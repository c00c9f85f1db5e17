use chrono::{DateTime, Utc};
use serde::{Deserialize, Serialize};

use crate::models::measurement::PeriodPoint;
use crate::models::metric::SigmaLevel;

/// Control-chart family, one per charted data type.
#[derive(Debug, Clone, Copy, PartialEq, Eq, Hash, Serialize, Deserialize)]
#[serde(rename_all = "camelCase")]
pub enum ChartFamily {
    /// p-chart: per-point limits from the binomial sample size.
    Proportion,
    /// u-chart: per-point limits from the Poisson exposure.
    Rate,
    /// I-MR chart: one shared limit pair from the moving range.
    Individuals,
}

#[derive(Debug, Clone, PartialEq, Serialize, Deserialize)]
#[serde(rename_all = "camelCase")]
pub struct ControlChartPoint {
    pub period: DateTime<Utc>,
    pub value: f64,
    pub center_line: f64,
    /// `None` when the point has no usable sample size ("unlimited").
    pub upper_limit: Option<f64>,
    pub lower_limit: Option<f64>,
    pub beyond_limits: bool,
}

impl ControlChartPoint {
    pub fn limited(period: DateTime<Utc>, value: f64, center_line: f64, lower: f64, upper: f64) -> Self {
        Self {
            period,
            value,
            center_line,
            upper_limit: Some(upper),
            lower_limit: Some(lower),
            beyond_limits: value > upper || value < lower,
        }
    }

    pub fn unlimited(period: DateTime<Utc>, value: f64, center_line: f64) -> Self {
        Self {
            period,
            value,
            center_line,
            upper_limit: None,
            lower_limit: None,
            beyond_limits: false,
        }
    }

    pub fn is_unlimited(&self) -> bool {
        self.upper_limit.is_none() && self.lower_limit.is_none()
    }
}

#[derive(Debug, Clone, PartialEq, Serialize, Deserialize)]
#[serde(rename_all = "camelCase")]
pub struct ControlChartResult {
    pub family: ChartFamily,
    pub sigma_level: SigmaLevel,
    pub center_line: f64,
    /// Shared limits; only the individuals chart has them.
    #[serde(default, skip_serializing_if = "Option::is_none")]
    pub upper_limit: Option<f64>,
    #[serde(default, skip_serializing_if = "Option::is_none")]
    pub lower_limit: Option<f64>,
    /// Moving-range statistic behind individuals limits (mean or median, per estimator).
    #[serde(default, skip_serializing_if = "Option::is_none")]
    pub moving_range: Option<f64>,
    pub baseline_len: usize,
    pub points: Vec<ControlChartPoint>,
}

impl ControlChartResult {
    pub fn signals(&self) -> impl Iterator<Item = &ControlChartPoint> {
        self.points.iter().filter(|p| p.beyond_limits)
    }
}

/// What the facade hands back to the presentation layer.
#[derive(Debug, Clone, PartialEq, Serialize, Deserialize)]
#[serde(rename_all = "camelCase")]
pub struct EngineOutput {
    pub series: Vec<PeriodPoint>,
    pub chart: Option<ControlChartResult>,
}
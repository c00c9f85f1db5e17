//! Unit tests for baseline selection

use crate::common::{continuous_series, month};
use spc_rollup::spc::select_baseline;

#[test]
fn test_no_bounds_is_full_series() {
    let series = continuous_series(&[1.0, 2.0, 3.0]);
    assert_eq!(select_baseline(&series, None, None).len(), 3);
}

#[test]
fn test_inclusive_window() {
    let series = continuous_series(&[1.0, 2.0, 3.0, 4.0, 5.0]);
    let baseline = select_baseline(&series, Some(month(2)), Some(month(4)));
    let values: Vec<f64> = baseline.iter().map(|p| p.value).collect();
    assert_eq!(values, vec![2.0, 3.0, 4.0]);
}

#[test]
fn test_open_bounds() {
    let series = continuous_series(&[1.0, 2.0, 3.0, 4.0, 5.0]);
    assert_eq!(select_baseline(&series, Some(month(4)), None).len(), 2);
    assert_eq!(select_baseline(&series, None, Some(month(3))).len(), 3);
}

#[test]
fn test_short_window_falls_back_to_full_series() {
    let series = continuous_series(&[1.0, 2.0, 3.0, 4.0]);
    assert_eq!(select_baseline(&series, Some(month(4)), Some(month(9))).len(), 4);
    assert_eq!(select_baseline(&series, Some(month(10)), None).len(), 4);
    assert_eq!(select_baseline(&series, Some(month(3)), Some(month(2))).len(), 4);
}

******

◆ **About this exercise**:
The lines above that hold the word "PeriodPoint" should be found and copied out.

◆ **Your response**:
use crate::models::measurement::PeriodPoint;
    pub series: Vec<PeriodPoint>,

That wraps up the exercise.